Beckman Institute for Advanced Science and Technology at the University of Illinois at Urbana-Champaign, Urbana, IL, USA.
IEEE Trans Ultrason Ferroelectr Freq Control. 2011 Feb;58(2):389-98. doi: 10.1109/TUFFC.2011.1816.
The Navier equation describing shear wave propagation in 3-D viscoelastic media is solved numerically with a finite differences time domain (FDTD) method. Solutions are formed in terms of transverse scatterer velocity waves and then verified via comparison to measured wave fields in heterogeneous hydrogel phantoms. The numerical algorithm is used as a tool to study the effects on complex shear modulus estimation from wave propagation in heterogeneous viscoelastic media.

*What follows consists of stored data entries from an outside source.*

//! Ranking Aggregator: per-friend averages, stable descending order,
//! badge assignment in a single pass.

use std::collections::{BTreeMap, HashSet};

use amity_core::catalog::TraitCatalog;
use amity_core::constants::SCORE_MAX;
use amity_core::models::{Badge, Friend, RankingEntry, RatingsMatrix, Roster};

/// Highest recorded score per trait across all friends, 0 when a trait
/// was never rated.
pub fn best_scores_per_trait(
    catalog: &TraitCatalog,
    roster: &Roster,
    ratings: &RatingsMatrix,
) -> BTreeMap<String, u8> {
    catalog
        .traits()
        .iter()
        .map(|t| {
            let highest = roster
                .iter()
                .map(|f| ratings.score_or_zero(&t.id, &f.id))
                .max()
                .unwrap_or(0);
            (t.id.clone(), highest)
        })
        .collect()
}

struct ScoredFriend<'a> {
    friend: &'a Friend,
    average: f64,
    traits: BTreeMap<String, u8>,
}

/// Compute the final ranking for a completed evaluation run.
///
/// Per friend, the average counts only traits with a nonzero recorded
/// score; a friend with no ratings averages 0. The sort is stable, so
/// friends with equal averages keep roster order. Each trait's best badge
/// goes to the first friend (in ranking order) matching the trait
/// maximum; every friend scoring the maximum possible value earns that
/// trait's perfect badge.
///
/// Pure and idempotent; an empty roster yields an empty list.
pub fn aggregate(
    catalog: &TraitCatalog,
    roster: &Roster,
    ratings: &RatingsMatrix,
) -> Vec<RankingEntry> {
    let best_scores = best_scores_per_trait(catalog, roster, ratings);

    let mut scored: Vec<ScoredFriend<'_>> = roster
        .iter()
        .map(|friend| {
            let mut total: u32 = 0;
            let mut rated_traits: u32 = 0;
            let mut traits = BTreeMap::new();
            for t in catalog.traits() {
                let score = ratings.score_or_zero(&t.id, &friend.id);
                traits.insert(t.id.clone(), score);
                if score > 0 {
                    total += u32::from(score);
                    rated_traits += 1;
                }
            }
            let average = if rated_traits > 0 {
                f64::from(total) / f64::from(rated_traits)
            } else {
                0.0
            };
            ScoredFriend {
                friend,
                average,
                traits,
            }
        })
        .collect();

    // Stable sort: equal averages keep insertion order.
    scored.sort_by(|a, b| {
        b.average
            .partial_cmp(&a.average)
            .unwrap_or(std::cmp::Ordering::Equal)
    });

    let mut best_awarded: HashSet<String> = HashSet::new();
    let entries: Vec<RankingEntry> = scored
        .into_iter()
        .enumerate()
        .map(|(index, s)| {
            let mut badges = Vec::new();
            for t in catalog.traits() {
                let score = s.traits.get(&t.id).copied().unwrap_or(0);
                // First friend in ranking order at the trait maximum wins
                // the best badge; ties and the zero maximum included.
                if score == best_scores.get(&t.id).copied().unwrap_or(0)
                    && best_awarded.insert(t.id.clone())
                {
                    badges.push(Badge::best(&t.id));
                }
                if score == SCORE_MAX {
                    badges.push(Badge::perfect(&t.id));
                }
            }
            RankingEntry {
                rank: index + 1,
                friend: s.friend.name.clone(),
                avatar: s.friend.avatar.clone(),
                average_score: format!("{:.2}", s.average),
                traits: s.traits,
                badges,
            }
        })
        .collect();

    tracing::debug!(
        "ranking: aggregated {} friends across {} traits",
        entries.len(),
        catalog.len()
    );
    entries
}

We used an algebraic Helmholtz inversion (AHI) technique to solve for the complex shear modulus from simulated and experimental velocity data acquired in 2-D and 3-D. Although 3-D velocity estimates are required in general, there are object geometries for which 2-D inversions provide accurate estimations of the material properties. Through simulations and experiments, we explored artifacts generated in elastic and dynamic-viscous shear modulus images related to the shear wavelength and average viscosity.
用有限差分时域(FDTD)方法数值求解描述三维粘弹性介质中剪切波传播的纳维方程。根据横向散射体速度波形成解,然后通过与非均匀水凝胶模型中的测量波场进行比较进行验证。该数值算法被用作研究在非均匀粘弹性介质中波传播对复杂剪切模量估计的影响的工具。我们使用代数亥姆霍兹反演(AHI)技术从二维和三维模拟和实验速度数据中求解复杂剪切模量。尽管通常需要三维速度估计,但对于某些物体形状,二维反演可以提供材料特性的准确估计。通过模拟和实验,我们研究了与剪切波长和平均粘度相关的弹性和动态粘性剪切模量图像中的伪影。